Collected data:
________
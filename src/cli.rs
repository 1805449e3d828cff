use clap::{Parser, Subcommand};

use tubetitles::llm::Provider;

#[derive(Debug, Clone, Copy, PartialEq, Eq, clap::ValueEnum)]
pub enum OutputFormat {
    Text,
    Json,
}

#[derive(Parser)]
#[command(
    name = "tubetitles",
    about = "YouTube video lookup and AI title variations",
    version = env!("GIT_DESCRIBE"),
)]
pub struct Cli {
    /// Show request details on stderr
    #[arg(short, long, global = true)]
    pub verbose: bool,

    #[command(subcommand)]
    pub command: Command,
}

#[derive(Subcommand)]
pub enum Command {
    /// Run the HTTP API and web page
    Serve {
        /// Address to bind
        #[arg(long)]
        host: Option<String>,

        /// Port to listen on (also read from $PORT)
        #[arg(short, long)]
        port: Option<u16>,

        /// Title generation backend
        #[arg(long, value_enum)]
        provider: Option<Provider>,
    },

    /// Look up a video through a running server
    Info {
        /// YouTube video URL (reads an interactive session from stdin if omitted)
        url: Option<String>,

        /// Also generate title variations for the video
        #[arg(short, long)]
        generate: bool,

        /// Output format
        #[arg(short, long, value_enum, default_value_t = OutputFormat::Text)]
        format: OutputFormat,

        /// Server base URL
        #[arg(long)]
        api_base: Option<String>,
    },

    /// Generate title variations for a title through a running server
    Generate {
        /// Seed title
        title: String,

        /// Output format
        #[arg(short, long, value_enum, default_value_t = OutputFormat::Text)]
        format: OutputFormat,

        /// Server base URL
        #[arg(long)]
        api_base: Option<String>,
    },
}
________
In the entries, find every line holding "String" and copy it.

Result of this task:
        host: Option<String>,
        url: Option<String>,
        api_base: Option<String>,
        title: String,
        api_base: Option<String>,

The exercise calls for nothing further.